Now onto the better stuff, here's what makes her heroic to me:

1. She comes from a ridiculously rich and powerful right wing family, which she disrupts effortlessly at every step with her presence as a lunatic fat girl, and her friendships with low-life freaks from all social strata. She's a spanner in the works. The Fremont's film hints at her damaged relationship with her mother and the repressive school to which she was sent, but it also shows her as someone with a healthy hatred of authority, and contempt for the world which spawned her and could not control her.

2. Berlin's weight has been up and down like crazy, and is a big part of her public identity. When it's up, she fully embodies her fatness. She's often naked in photographs and footage, and appears not to give a shit. She covers her breasts in paint in front of an audience and makes tit prints. She's cock-obsessed. Again, her fatness is a disruptive presence in a scene where skinny is prized. She also looks fucking great in clothes, the Fremonts show her prowling the streets with big bouffant hair, a grubby suede coat, and cigarettes. There's footage of her shooting up speed through her jeans, it's so lawless and punk! She looks like a big fat dyke in many photographs and she's down with that. You wonder if she even really cares about being fat, or if she's parroting those around her who make it seem as though it should matter.

3. Part of her art is telling amazing stories, and this is something that makes me fall in love with anyone. In the documentary she recalls a typical day in her young and rich life, where she'd get the flying boat to Manhattan, check her apartment there to see that everything had been cleaned nicely, go and buy some sapphire cufflinks, fly home again whilst throwing the cufflinks out the plane's window into her swimming pool for her gay ex-window-dresser husband to find later on.

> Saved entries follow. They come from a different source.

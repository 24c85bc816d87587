use serde::{Deserialize, Serialize};
use std::{fmt, sync::Arc};

/// Forward-slash delimited path of an artifact in the object store.
#[derive(Clone, Debug, PartialEq, Eq, Hash, Serialize, Deserialize)]
pub struct StorageKey(Arc<str>);

impl StorageKey {
    pub fn new(key: impl Into<String>) -> Self {
        Self(Arc::from(key.into()))
    }

    pub fn as_str(&self) -> &str {
        &self.0
    }

    pub fn extension(&self) -> Option<&str> {
        let file = self.0.rsplit('/').next()?;
        file.split_once('.').map(|(_, ext)| ext)
    }
}

impl fmt::Display for StorageKey {
    fn fmt(&self, f: &mut fmt::Formatter<'_>) -> fmt::Result {
        f.write_str(&self.0)
    }
}

impl From<String> for StorageKey {
    fn from(s: String) -> Self {
        Self::new(s)
    }
}

impl From<&str> for StorageKey {
    fn from(s: &str) -> Self {
        Self::new(s)
    }
}

impl AsRef<str> for StorageKey {
    fn as_ref(&self) -> &str {
        &self.0
    }
}
pub mod identifiers;
pub mod sanitize;
pub mod value;
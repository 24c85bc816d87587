use crate::error::CliError;
use engine_runtime::error::RuntimeError;
use std::sync::{
    Arc,
    atomic::{AtomicBool, Ordering},
};
use tokio::signal;
use tokio_util::sync::CancellationToken;
use tracing::{error, info, warn};

/// Turns SIGINT and SIGTERM into a graceful stop of the sink run.
///
/// The first signal cancels the run: no more input is read and every open
/// batch is still stored. A second signal exits at once and leaves open
/// batches unstored.
#[derive(Clone)]
pub struct ShutdownCoordinator {
    cancel_token: CancellationToken,
    requested: Arc<AtomicBool>,
}

impl ShutdownCoordinator {
    pub fn new(cancel_token: CancellationToken) -> Self {
        Self {
            cancel_token,
            requested: Arc::new(AtomicBool::new(false)),
        }
    }

    pub fn register_handlers(&self) {
        let this = self.clone();
        tokio::spawn(async move {
            this.request(next_signal().await);

            let signal = next_signal().await;
            warn!(signal, "Second signal, exiting without storing open batches");
            std::process::exit(ExitCode::ShutdownRequested.as_i32());
        });
    }

    /// Cancels the run; open batches are finalized by the runner.
    pub fn request(&self, reason: &str) {
        if !self.requested.swap(true, Ordering::SeqCst) {
            info!(signal = reason, "Shutdown requested, storing open batches");
        }
        self.cancel_token.cancel();
    }

    pub fn is_shutdown_requested(&self) -> bool {
        self.requested.load(Ordering::SeqCst)
    }

    pub fn cancel_token(&self) -> CancellationToken {
        self.cancel_token.clone()
    }
}

/// Waits for SIGINT or SIGTERM and names it. Never resolves when no handler
/// could be installed.
async fn next_signal() -> &'static str {
    let ctrl_c = async {
        if let Err(e) = signal::ctrl_c().await {
            error!(error = %e, "Failed to install SIGINT handler");
            std::future::pending::<()>().await;
        }
    };

    #[cfg(unix)]
    let terminate = async {
        match signal::unix::signal(signal::unix::SignalKind::terminate()) {
            Ok(mut stream) => {
                stream.recv().await;
            }
            Err(e) => {
                error!(error = %e, "Failed to install SIGTERM handler");
                std::future::pending::<()>().await;
            }
        }
    };

    #[cfg(not(unix))]
    let terminate = std::future::pending::<()>();

    tokio::select! {
        _ = ctrl_c => "SIGINT",
        _ = terminate => "SIGTERM",
    }
}

/// Exit codes for the CLI application.
#[derive(Debug, Clone, Copy, PartialEq, Eq)]
pub enum ExitCode {
    Success = 0,
    GeneralError = 1,
    /// The run finished but at least one stream could not store its data.
    StreamsFailed = 2,
    ShutdownRequested = 130, // Standard exit code for SIGINT
}

impl ExitCode {
    pub fn as_i32(self) -> i32 {
        self as i32
    }

    pub fn for_outcome(outcome: &Result<(), CliError>) -> Self {
        match outcome {
            Ok(()) => ExitCode::Success,
            Err(CliError::ShutdownRequested) => ExitCode::ShutdownRequested,
            Err(CliError::Runner(RuntimeError::StreamsFailed { .. })) => ExitCode::StreamsFailed,
            Err(_) => ExitCode::GeneralError,
        }
    }
}
pub mod batch;
pub mod record;
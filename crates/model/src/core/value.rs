use indexmap::IndexMap;
use serde::{
    Serialize, Serializer,
    ser::{Error as _, SerializeMap},
};

/// Field mapping that keeps insertion order.
pub type Map = IndexMap<String, Value>;

/// Dynamically typed field value carried by a record.
#[derive(Debug, Clone, PartialEq)]
pub enum Value {
    Null,
    Boolean(bool),
    Int(i64),
    Float(f64),
    String(String),
    /// Text received as UTF-16 code units that may still carry unpaired
    /// surrogates. Only the sanitizer turns it into `String`.
    Utf16(Vec<u16>),
    Map(Map),
    Sequence(Vec<Value>),
}

impl Value {
    pub fn type_name(&self) -> &'static str {
        match self {
            Value::Null => "null",
            Value::Boolean(_) => "boolean",
            Value::Int(_) => "integer",
            Value::Float(_) => "float",
            Value::String(_) => "string",
            Value::Utf16(_) => "utf16 text",
            Value::Map(_) => "mapping",
            Value::Sequence(_) => "sequence",
        }
    }

    pub fn is_null(&self) -> bool {
        matches!(self, Value::Null)
    }

    pub fn as_str(&self) -> Option<&str> {
        match self {
            Value::String(s) => Some(s),
            _ => None,
        }
    }

    pub fn as_map(&self) -> Option<&Map> {
        match self {
            Value::Map(map) => Some(map),
            _ => None,
        }
    }

    /// Returns true when any text below this value has not been sanitized yet.
    pub fn has_unchecked_text(&self) -> bool {
        match self {
            Value::Utf16(_) => true,
            Value::Map(map) => map.values().any(Value::has_unchecked_text),
            Value::Sequence(items) => items.iter().any(Value::has_unchecked_text),
            _ => false,
        }
    }

    /// Approximate encoded size, used for byte-size batch limits.
    pub fn size_bytes(&self) -> usize {
        match self {
            Value::Null => 4,
            Value::Boolean(_) => 5,
            Value::Int(_) | Value::Float(_) => std::mem::size_of::<i64>(),
            Value::String(s) => s.len() + 2,
            Value::Utf16(units) => units.len() * 2 + 2,
            Value::Map(map) => map.iter().map(|(k, v)| k.len() + 3 + v.size_bytes()).sum::<usize>() + 2,
            Value::Sequence(items) => items.iter().map(|v| v.size_bytes() + 1).sum::<usize>() + 2,
        }
    }
}

impl From<serde_json::Value> for Value {
    fn from(value: serde_json::Value) -> Self {
        match value {
            serde_json::Value::Null => Value::Null,
            serde_json::Value::Bool(b) => Value::Boolean(b),
            serde_json::Value::Number(n) => n
                .as_i64()
                .map(Value::Int)
                .or_else(|| n.as_f64().map(Value::Float))
                .unwrap_or(Value::Null),
            serde_json::Value::String(s) => Value::String(s),
            serde_json::Value::Array(items) => {
                Value::Sequence(items.into_iter().map(Value::from).collect())
            }
            serde_json::Value::Object(map) => Value::Map(
                map.into_iter()
                    .map(|(key, value)| (key, Value::from(value)))
                    .collect(),
            ),
        }
    }
}

impl From<&str> for Value {
    fn from(s: &str) -> Self {
        Value::String(s.to_string())
    }
}

impl From<String> for Value {
    fn from(s: String) -> Self {
        Value::String(s)
    }
}

impl From<i64> for Value {
    fn from(v: i64) -> Self {
        Value::Int(v)
    }
}

impl From<f64> for Value {
    fn from(v: f64) -> Self {
        Value::Float(v)
    }
}

impl From<bool> for Value {
    fn from(v: bool) -> Self {
        Value::Boolean(v)
    }
}

impl Serialize for Value {
    fn serialize<S: Serializer>(&self, serializer: S) -> Result<S::Ok, S::Error> {
        match self {
            Value::Null => serializer.serialize_unit(),
            Value::Boolean(b) => serializer.serialize_bool(*b),
            Value::Int(i) => serializer.serialize_i64(*i),
            Value::Float(f) => serializer.serialize_f64(*f),
            Value::String(s) => serializer.serialize_str(s),
            Value::Utf16(_) => Err(S::Error::custom(
                "text contains unsanitized UTF-16 code units",
            )),
            Value::Map(map) => {
                let mut out = serializer.serialize_map(Some(map.len()))?;
                for (key, value) in map {
                    out.serialize_entry(key, value)?;
                }
                out.end()
            }
            Value::Sequence(items) => serializer.collect_seq(items),
        }
    }
}

#[cfg(test)]
mod tests {
    use super::*;
    use serde_json::json;

    #[test]
    fn test_from_json_keeps_key_order() {
        let value = Value::from(json!({"z": 1, "a": {"y": true, "b": null}, "m": [1.5, "x"]}));
        let map = value.as_map().unwrap();
        let keys: Vec<&str> = map.keys().map(String::as_str).collect();
        assert_eq!(keys, vec!["z", "a", "m"]);

        let nested = map["a"].as_map().unwrap();
        let nested_keys: Vec<&str> = nested.keys().map(String::as_str).collect();
        assert_eq!(nested_keys, vec!["y", "b"]);
        assert_eq!(
            map["m"],
            Value::Sequence(vec![Value::Float(1.5), Value::from("x")])
        );
    }

    #[test]
    fn test_serialize_rejects_unchecked_text() {
        let value = Value::Sequence(vec![Value::Utf16(vec![0x61])]);
        assert!(value.has_unchecked_text());
        assert!(serde_json::to_string(&value).is_err());
    }

    #[test]
    fn test_serialize_scalars() {
        let value = Value::from(json!({"i": -3, "f": 0.25, "b": false, "n": null, "s": "q\""}));
        assert_eq!(
            serde_json::to_string(&value).unwrap(),
            r#"{"i":-3,"f":0.25,"b":false,"n":null,"s":"q\""}"#
        );
    }
}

Another story concerns a performance she did in which she called up a rich acquaintance on a phone that was wired to speakers in front of an audience. She told the person that she needed him to wire her money for an abortion. The guy stumped up and she left the audience for 30 minutes whilst she went and picked up the cash, which she then brought back and showed off. Power, privilege and gender, it's all there.

4. The desire to clean up fat people, fix us, and make us perfect, functional citizens/pod people is really strong, even in alternative paradigms such as Health At Every Size (HAES). There is a lot of pressure on outspoken fat people to become poster folk for the movement, to refute fat hatred by embodying virtue. Berlin is someone who might benefit from a bit of HAES, but I wouldn't count on it. Instead, her complexity and – I hesitate to use the word – 'dysfunction' are integral to who she is, they are qualities, or just characteristics, they're not necessarily flaws. I really like people like this, they are good to bear in mind.


The Adipositivity Project said...

In her OCD's defense, those Steve's Authentic key lime pies are amazing. Next time you're in NYC we'll go out and have ourselves a Brigid Berlin experience. I think she lives in my 'hood, in fact.

Always thought this doc would make a good double feature with the Holly Near / Jennifer Jones (!) film Angel Angel Down We Go, aka Cult of the Damned. Best unintentional comedy ever. It's got something for everyone: fat, gluttony, sex, drugs, wealth, rebellion, Dad's-in-the-closet, Rock 'n Roll, Svengali-ism, and skydiving! Both required viewing.

Charlotte Cooper said...

Oh my god, that would be amazing.

I've never seen Angel Angel Down We Go. It sounds wild. Thanks for the tip.

Anonymous said...

She is so rich, and so drunk that she is totally dependent on other people she pays to do her work.

Charlotte Cooper said...

What's your point, Anonymous? Not a fan of the rich drunk?